Provided records below:

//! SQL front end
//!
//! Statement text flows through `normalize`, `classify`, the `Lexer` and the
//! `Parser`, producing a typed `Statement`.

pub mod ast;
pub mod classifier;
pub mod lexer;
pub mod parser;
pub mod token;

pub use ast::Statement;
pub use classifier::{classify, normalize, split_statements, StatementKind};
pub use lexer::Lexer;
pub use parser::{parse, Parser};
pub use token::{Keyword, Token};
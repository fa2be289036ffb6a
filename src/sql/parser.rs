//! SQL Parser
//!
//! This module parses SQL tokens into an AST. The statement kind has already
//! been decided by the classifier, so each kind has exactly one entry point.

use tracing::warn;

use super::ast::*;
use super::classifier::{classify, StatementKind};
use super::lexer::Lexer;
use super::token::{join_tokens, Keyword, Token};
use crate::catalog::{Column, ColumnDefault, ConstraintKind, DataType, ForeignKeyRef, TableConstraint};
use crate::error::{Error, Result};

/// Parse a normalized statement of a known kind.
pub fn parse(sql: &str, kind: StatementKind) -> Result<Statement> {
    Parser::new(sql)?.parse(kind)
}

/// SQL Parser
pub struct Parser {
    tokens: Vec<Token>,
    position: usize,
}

End of Provided records.

=== What to do ===
Filter the lines above so that only those with the string "Result" remain, then copy them.

=== Solution below ===
use crate::error::{Error, Result};
pub fn parse(sql: &str, kind: StatementKind) -> Result<Statement> {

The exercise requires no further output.